A prova de vinhos foi, como já se sabia, um dos pontos altos, realizada num local a cerca de 200 metros de profundidade com uma temperatura média de cerca de 18º. (prova que foi só de nome pois o pessoal comeu e bebeu que se fartou) finalmente, tipo Eurodisney, tivemos a subida de 230 metros num minuto em elevador. A chuva continuava uma constante.


Seguiu-se o almoço. Aprendemos que o pernil em Mira de Aire é parecido com o lombo de porco assado em Lisboa, de resto tudo bem.

Eis que o Sol se lembra de aparecer e aí o Cronus não é de meias medidas! A ida às marinhas de sal de Rio Maior reentra no programa.
Consideradas únicas no género a nível Nacional e ainda em exploração, as Salinas Naturais de Rio Maior são um dos principais tesouros patrimoniais da região.Inseridas no Parque Natural da Serra de Aires e Candeeiros, classificadas como Imóvel de Interesse Público, deste antigo Poço das Marinhas do Sal, brota água salgada que abastece os 400 talhos, ou compartimentos, e os 70 esgoteiros (onde se coloca a água salgada para mais tarde ser distribuída pelos talhos), que ocupam 21 865m2. A água desta nascente é sete vezes mais salgada que a água do mar, existindo mesmo a teoria que estas salinas tenham sido exploradas por Romanos e Árabes, aquando a sua ocupação na Península. De facto, existem referências a estas salinas desde 1177, nos mais antigos documentos existentes de Rio Maior.
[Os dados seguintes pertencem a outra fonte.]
//! Generation API integration
//!
//! This module contains the outbound client for the generative-language API.

use async_trait::async_trait;
use std::fmt::Debug;

use testgen_core::{GenerationRequest, GenerationResponse};

use crate::error::ServerResult;

/// Interface for generative-language calls
#[async_trait]
pub trait GenerationClient: Send + Sync + Debug {
    /// Send one request and return the decoded response
    async fn generate(&self, request: &GenerationRequest) -> ServerResult<GenerationResponse>;
}

pub mod gemini;

pub use gemini::GeminiClient;
//! Configuration for the testgen server
//!
//! This module contains the configuration type and loading functionality.
//! Everything is read once at startup and passed explicitly into the server.

use std::env;
use tracing::{info, warn};

use crate::error::{ServerError, ServerResult};

/// Gemini `generateContent` endpoint used unless `GEMINI_API_URL` is set
pub const DEFAULT_GEMINI_API_URL: &str =
    "https://generativelanguage.googleapis.com/v1beta/models/gemini-1.5-flash-8b:generateContent";

/// Server configuration
#[derive(Clone)]
pub struct ServerConfig {
    /// Port to listen on
    pub port: u16,

    /// Host to bind to
    pub bind_address: String,

    /// API key sent as `x-goog-api-key`
    pub gemini_api_key: String,

    /// Generation endpoint
    pub gemini_api_url: String,

    /// Fallback log filter when `RUST_LOG` is unset
    pub log_level: String,
}

fn default_port() -> u16 {
    5001 // local development port
}

fn default_host() -> String {
    "0.0.0.0".to_string()
}

fn default_log_level() -> String {
    "info".to_string()
}

impl ServerConfig {
    /// Config with defaults for everything except the API key
    pub fn new(gemini_api_key: impl Into<String>) -> Self {
        Self {
            port: default_port(),
            bind_address: default_host(),
            gemini_api_key: gemini_api_key.into(),
            gemini_api_url: DEFAULT_GEMINI_API_URL.to_string(),
            log_level: default_log_level(),
        }
    }

    /// Load configuration from environment variables
    pub fn load() -> ServerResult<Self> {
        Self::from_lookup(|key| env::var(key).ok())
    }

    /// Load configuration through an arbitrary variable lookup
    pub fn from_lookup<F>(lookup: F) -> ServerResult<Self>
    where
        F: Fn(&str) -> Option<String>,
    {
        let api_key = lookup("GEMINI_API_KEY").unwrap_or_default();
        if api_key.trim().is_empty() {
            return Err(ServerError::ConfigError(
                "GEMINI_API_KEY environment variable is required".to_string(),
            ));
        }

        let mut config = Self::new(api_key);

        if let Some(port) = lookup("PORT").filter(|p| !p.is_empty()) {
            if let Ok(port) = port.parse::<u16>() {
                config.port = port;
            } else {
                warn!("Invalid PORT value: {}", port);
            }
        }

        if let Some(host) = lookup("SERVER_HOST").filter(|h| !h.is_empty()) {
            config.bind_address = host;
        }

        if let Some(url) = lookup("GEMINI_API_URL").filter(|u| !u.is_empty()) {
            config.gemini_api_url = url;
        }

        if let Some(log_level) = lookup("LOG_LEVEL").filter(|l| !l.is_empty()) {
            config.log_level = log_level;
        }

        info!("Loaded server configuration");
        Ok(config)
    }
}

/// Manual Debug implementation that keeps the API key out of logs
impl std::fmt::Debug for ServerConfig {
    fn fmt(&self, f: &mut std::fmt::Formatter<'_>) -> std::fmt::Result {
        f.debug_struct("ServerConfig")
            .field("port", &self.port)
            .field("bind_address", &self.bind_address)
            .field("gemini_api_key", &"<redacted>")
            .field("gemini_api_url", &self.gemini_api_url)
            .field("log_level", &self.log_level)
            .finish()
    }
}
//! Testing utilities for the testgen server.
//!
//! A router-level test client and canned Gemini responses served through
//! wiremock.

pub mod client;
pub mod error;
pub mod gemini;

pub use client::{TestClient, TestResponse};
pub use error::TestError;
pub use gemini::GeminiStub;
A importância do Sal em Rio Maior está até retratada no Brasão da cidade, com duas pirâmides que o simbolizam. A água salgada provém de uma extensa e profunda mina de sal-gema, que é atravessada por uma corrente subterrânea de água doce, que se torna depois salgada. O trabalho nas salinas ocorre somente durante a época estival, quando os habitantes das redondezas descem a encosta da Serra dos Candeeiros, para a milenar labuta do «sal sem mar». As Marinhas de Sal de Rio Maior, situam-se em pleno sopé da Serra dos Candeeiros, a trinta quilómetros do mar.


Rodeadas de árvores e terras de cultivo, são como que uma minúscula aldeia de ruas de pedra e casas de madeira, com lojas de artesanato e produtos locais, um posto de informação e divulgação e instalações sanitárias.

Cerca das 18 horas lá fui a Rio Maior comprar um delicioso pão de ló muito apreciado em casa e, por vias interiores, saboreei um fim de tarde solarengo no dorso da minha TA.